Perlu diketahui sebelum menuju pantai ini bahwa akses jalan memasuki Pantai Kondang Iwak, kira-kira sepanjang 3 km dari perkampungan, masih sulit dilalui. Medan berupa bebatuan terjal dan sempit sehingga cukup menyulitkan perjalanan jika membawa kendaraan. Tetapi jalan yang rusak ini menjadi daya tarik tersendiri bagi para offroader dan komunitas trail. Ada juga jasa persewaan mobil oleh penduduk setempat dengan tarif 150 ribu rupiah pulang pergi, sedangkan ojek 30 ribu rupiah sekali antar.

Wisatawan akan digiring ke area hutan yang rimbun dan sangat alami sebelum benar-benar sampai ke pantai. Lalu, setelah keluar dari hutan akan ada tiga persimpangan jalan. Di sinilah wisatawan bisa memilih dua lokasi yang akan disinggahi pertama kali. Jika Anda menyusuri jalan sisi kanan, akan sampai pada pantai kecil yang diapit oleh dua tebing karang dengan ombak yang cukup besar. Jika memilih menyusuri sisi kiri jalan, maka Anda akan sampai pada lokasi pantai dengan hamparan pasir yang luas dan panjang yang semakin lengkap dengan adanya dua buah pulau bernama Pulau Lawang.
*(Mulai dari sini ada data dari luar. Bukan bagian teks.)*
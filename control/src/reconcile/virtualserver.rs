//! Merge Engine for VirtualServers
//!
//! A VirtualServer is the root of its own composite. A route with a `route`
//! field delegates its path prefix to a VirtualServerRoute, which becomes a
//! leaf of the site once it is checked against the root: same host, every
//! subroute under the delegated prefix, no duplicate paths.
//!
//! A missing or invalid VirtualServerRoute is a leaf failure. It is reported
//! and left out of the merge while the VirtualServer itself still applies.

use common::endpoints_key;
use k8s_openapi::api::core::v1::Secret;
use std::collections::{HashMap, HashSet};
use std::sync::Arc;
use thiserror::Error;
use tracing::{debug, warn};

use super::cache::{CacheError, ResourceKey, Stores};
use super::merge::MergeDiagnostic;
use super::resolver::{ResolveError, Resolver};
use crate::apis::crd::{VirtualServer, VirtualServerRoute, VsRoute, VsUpstream};

#[derive(Error, Debug, Clone, PartialEq, Eq)]
pub enum VirtualServerError {
    #[error("spec.host: Required value")]
    EmptyHost,

    #[error("spec.host: Invalid value: \"{host}\": must be equal to '{expected}'")]
    HostMismatch { host: String, expected: String },

    #[error("spec.upstreams: Invalid value: \"{0}\": upstream name and service are required and names must be unique")]
    InvalidUpstream(String),

    #[error("route {path}: {message}")]
    InvalidRoute { path: String, message: String },

    #[error("route {0}: Duplicate value")]
    DuplicatePath(String),

    #[error(transparent)]
    Cache(#[from] CacheError),
}

impl VirtualServerError {
    pub fn is_transient(&self) -> bool {
        matches!(self, VirtualServerError::Cache(_))
    }
}

// =============================================================================
// Validation
// =============================================================================

fn is_valid_path(path: &str) -> bool {
    path.starts_with('/')
        && !path
            .chars()
            .any(|c| c.is_whitespace() || c == '{' || c == '}' || c == ';')
}

fn upstream_names(upstreams: &[VsUpstream]) -> Result<HashSet<&str>, VirtualServerError> {
    let mut names = HashSet::new();
    for upstream in upstreams {
        if upstream.name.is_empty()
            || upstream.service.is_empty()
            || !names.insert(upstream.name.as_str())
        {
            return Err(VirtualServerError::InvalidUpstream(upstream.name.clone()));
        }
    }
    Ok(names)
}

fn referenced(name: &str, upstreams: &HashSet<&str>) -> Result<(), String> {
    if upstreams.contains(name) {
        Ok(())
    } else {
        Err(format!("upstream '{}' not found", name))
    }
}

/// A route must carry exactly one action and reference only declared upstreams
fn validate_route(
    route: &VsRoute,
    upstreams: &HashSet<&str>,
    route_allowed: bool,
) -> Result<(), VirtualServerError> {
    let invalid = |message: String| VirtualServerError::InvalidRoute {
        path: route.path.clone(),
        message,
    };

    if !is_valid_path(&route.path) {
        return Err(invalid(
            "must start with / and must not include any whitespace character, `{`, `}` or `;`"
                .to_string(),
        ));
    }

    let mut actions = 0;

    if !route.upstream.is_empty() {
        referenced(&route.upstream, upstreams).map_err(invalid)?;
        actions += 1;
    }

    if !route.splits.is_empty() {
        if route.splits.len() < 2 {
            return Err(invalid("must include at least 2 splits".to_string()));
        }
        let mut total = 0;
        for split in &route.splits {
            if !(1..=99).contains(&split.weight) {
                return Err(invalid(format!(
                    "split weight {} must be between 1 and 99",
                    split.weight
                )));
            }
            referenced(&split.upstream, upstreams).map_err(invalid)?;
            total += split.weight;
        }
        if total != 100 {
            return Err(invalid(
                "the sum of the weights of all splits must be equal to 100".to_string(),
            ));
        }
        actions += 1;
    }

    if let Some(rules) = &route.rules {
        if rules.conditions.is_empty() {
            return Err(invalid("must specify at least one condition".to_string()));
        }
        if rules.matches.is_empty() {
            return Err(invalid("must specify at least one match".to_string()));
        }
        for condition in &rules.conditions {
            let set = [
                &condition.header,
                &condition.cookie,
                &condition.argument,
                &condition.variable,
            ]
            .iter()
            .filter(|field| !field.is_empty())
            .count();
            if set != 1 {
                return Err(invalid(
                    "condition must specify exactly one of: `header`, `cookie`, `argument` or `variable`"
                        .to_string(),
                ));
            }
        }
        for matched in &rules.matches {
            if matched.values.len() != rules.conditions.len() {
                return Err(invalid(format!(
                    "must specify {} values (same as the number of conditions)",
                    rules.conditions.len()
                )));
            }
            referenced(&matched.upstream, upstreams).map_err(invalid)?;
        }
        referenced(&rules.default_upstream, upstreams).map_err(invalid)?;
        actions += 1;
    }

    if !route.route.is_empty() {
        if !route_allowed {
            return Err(invalid("route is not allowed".to_string()));
        }
        actions += 1;
    }

    if actions != 1 {
        let message = if route_allowed {
            "must specify exactly one of: `upstream`, `splits`, `rules` or `route`"
        } else {
            "must specify exactly one of: `upstream`, `splits` or `rules`"
        };
        return Err(invalid(message.to_string()));
    }

    Ok(())
}

pub fn validate_virtual_server(vs: &VirtualServer) -> Result<(), VirtualServerError> {
    if vs.spec.host.is_empty() {
        return Err(VirtualServerError::EmptyHost);
    }
    let upstreams = upstream_names(&vs.spec.upstreams)?;

    let mut paths = HashSet::new();
    for route in &vs.spec.routes {
        validate_route(route, &upstreams, true)?;
        if !paths.insert(route.path.as_str()) {
            return Err(VirtualServerError::DuplicatePath(route.path.clone()));
        }
    }
    Ok(())
}

/// Check a VirtualServerRoute against the host and path prefix of the
/// VirtualServer route delegating to it
pub fn validate_route_for_virtual_server(
    vsr: &VirtualServerRoute,
    host: &str,
    path_prefix: &str,
) -> Result<(), VirtualServerError> {
    if vsr.spec.host.is_empty() {
        return Err(VirtualServerError::EmptyHost);
    }
    if vsr.spec.host != host {
        return Err(VirtualServerError::HostMismatch {
            host: vsr.spec.host.clone(),
            expected: host.to_string(),
        });
    }
    let upstreams = upstream_names(&vsr.spec.upstreams)?;

    let mut paths = HashSet::new();
    for subroute in &vsr.spec.subroutes {
        validate_route(subroute, &upstreams, false)?;
        if !subroute.path.starts_with(path_prefix) {
            return Err(VirtualServerError::InvalidRoute {
                path: subroute.path.clone(),
                message: format!("must start with '{}'", path_prefix),
            });
        }
        if !paths.insert(subroute.path.as_str()) {
            return Err(VirtualServerError::DuplicatePath(subroute.path.clone()));
        }
    }
    Ok(())
}

// =============================================================================
// VirtualServerSite
// =============================================================================

/// A VirtualServer with its merged routes and everything they resolve to
#[derive(Debug, Clone)]
pub struct VirtualServerSite {
    pub virtual_server: Arc<VirtualServer>,
    /// In the order the VirtualServer references them
    pub routes: Vec<Arc<VirtualServerRoute>>,
    /// Members keyed by `namespace/service:port`
    pub endpoints: HashMap<String, Vec<String>>,
    /// Validated TLS secret, `None` when unset, missing or invalid
    pub tls_secret: Option<Arc<Secret>>,
    /// Route references that were left out
    pub diagnostics: Vec<MergeDiagnostic>,
}

impl VirtualServerSite {
    pub fn key(&self) -> ResourceKey {
        ResourceKey::of(self.virtual_server.as_ref())
    }

    pub fn host(&self) -> &str {
        &self.virtual_server.spec.host
    }

    pub fn namespace(&self) -> &str {
        self.virtual_server
            .metadata
            .namespace
            .as_deref()
            .unwrap_or_default()
    }

    pub fn route_keys(&self) -> impl Iterator<Item = ResourceKey> + '_ {
        self.routes.iter().map(|vsr| ResourceKey::of(vsr.as_ref()))
    }

    /// Name of the TLS secret the VirtualServer asks for, if any
    pub fn tls_secret_name(&self) -> Option<&str> {
        self.virtual_server
            .spec
            .tls
            .as_ref()
            .map(|tls| tls.secret.as_str())
            .filter(|secret| !secret.is_empty())
    }

    pub fn references_service(&self, namespace: &str, service: &str) -> bool {
        let in_vs = self.namespace() == namespace
            && self
                .virtual_server
                .spec
                .upstreams
                .iter()
                .any(|u| u.service == service);
        in_vs
            || self.routes.iter().any(|vsr| {
                vsr.metadata.namespace.as_deref() == Some(namespace)
                    && vsr.spec.upstreams.iter().any(|u| u.service == service)
            })
    }

    pub fn references_secret(&self, namespace: &str, secret: &str) -> bool {
        self.namespace() == namespace && self.tls_secret_name() == Some(secret)
    }
}

/// Does the VirtualServer delegate any path to `route`?
pub fn references_route(vs: &VirtualServer, route: &ResourceKey) -> bool {
    let namespace = vs.metadata.namespace.as_deref().unwrap_or_default();
    vs.spec
        .routes
        .iter()
        .filter_map(|r| r.route_key(namespace))
        .any(|key| ResourceKey::parse(&key).as_ref() == Some(route))
}

/// VirtualServers referencing `route`, ordered by key
pub fn find_virtual_servers_for_route(
    stores: &Stores,
    route: &ResourceKey,
) -> Result<Vec<Arc<VirtualServer>>, CacheError> {
    let mut found: Vec<Arc<VirtualServer>> = stores
        .virtual_servers
        .list()?
        .into_iter()
        .filter(|vs| references_route(vs, route))
        .collect();
    found.sort_by_key(|vs| ResourceKey::of(vs.as_ref()));
    Ok(found)
}

fn collect_endpoints(
    resolver: &Resolver<'_>,
    namespace: &str,
    upstreams: &[VsUpstream],
    endpoints: &mut HashMap<String, Vec<String>>,
) -> Result<(), CacheError> {
    for upstream in upstreams {
        let key = endpoints_key(namespace, &upstream.service, upstream.port);
        if endpoints.contains_key(&key) {
            continue;
        }
        let members = resolver.endpoints_for_service(namespace, &upstream.service, upstream.port)?;
        endpoints.insert(key, members);
    }
    Ok(())
}

/// Validate a VirtualServer, resolve its dependencies and merge the
/// VirtualServerRoutes it references.
///
/// Only an invalid VirtualServer or an unavailable cache fails the site.
pub fn build_virtual_server_site(
    vs: Arc<VirtualServer>,
    stores: &Stores,
    resolver: &Resolver<'_>,
) -> Result<VirtualServerSite, VirtualServerError> {
    validate_virtual_server(&vs)?;

    let key = ResourceKey::of(vs.as_ref());
    let namespace = key.namespace.clone();

    let mut tls_secret = None;
    if let Some(secret) = vs
        .spec
        .tls
        .as_ref()
        .map(|tls| tls.secret.as_str())
        .filter(|s| !s.is_empty())
    {
        match resolver.tls_secret(&namespace, secret) {
            Ok(s) => tls_secret = Some(s),
            Err(ResolveError::Cache(err)) => return Err(err.into()),
            Err(err) => warn!(key = %key, "TLS secret {} is invalid: {}", secret, err),
        }
    }

    let mut endpoints = HashMap::new();
    collect_endpoints(resolver, &namespace, &vs.spec.upstreams, &mut endpoints)?;

    let mut routes: Vec<Arc<VirtualServerRoute>> = Vec::new();
    let mut seen = HashSet::new();
    let mut diagnostics = Vec::new();

    for route in &vs.spec.routes {
        let Some(route_key) = route.route_key(&namespace) else {
            continue;
        };
        let Some(vsr_key) = ResourceKey::parse(&route_key) else {
            diagnostics.push(MergeDiagnostic::new(
                &key,
                format!("VirtualServerRoute reference {} is malformed", route_key),
            ));
            continue;
        };
        if !seen.insert(vsr_key.clone()) {
            debug!(key = %key, "VirtualServerRoute {} referenced more than once", vsr_key);
            continue;
        }

        let Some(vsr) = stores.virtual_server_routes.get_by_key(&vsr_key)? else {
            diagnostics.push(MergeDiagnostic::new(
                &vsr_key,
                format!("VirtualServerRoute {} doesn't exist", vsr_key),
            ));
            continue;
        };

        if let Err(err) = validate_route_for_virtual_server(&vsr, &vs.spec.host, &route.path) {
            diagnostics.push(MergeDiagnostic::new(
                &vsr_key,
                format!(
                    "VirtualServerRoute {} is invalid for VirtualServer {}: {}",
                    vsr_key, key, err
                ),
            ));
            continue;
        }

        collect_endpoints(resolver, &vsr_key.namespace, &vsr.spec.upstreams, &mut endpoints)?;
        routes.push(vsr);
    }

    Ok(VirtualServerSite {
        virtual_server: vs,
        routes,
        endpoints,
        tls_secret,
        diagnostics,
    })
}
Pantai Kondang Iwak bak Kuta di Malang nampak masih sangat alami. Sejuk, cantik, juga sepi. Tentu menjadi hal yang sangat kontras dengan kondisi di Pantai Kuta Bali. Tak banyak orang yang mengetahui keberadaan pantai ini dikarenakan minimnya promosi, bahkan belum ada pengelolaan yang baik, utamanya dari pemerintah.

Pengunjung bisa menikmati pemandangan matahari tenggelam dan melewati malam yang indah dengan mendirikan tenda di bibir pantai. Namun, jika tak berniat untuk bermalam, maka lebih baik segera pulang mengingat bahwa jalurnya sangat sulit dilalui. Meski demikian, keindahan pantai ini tak akan membuat Anda pulang dengan rasa hampa.

Did you find apk for android? You can find new Free Android Games and apps.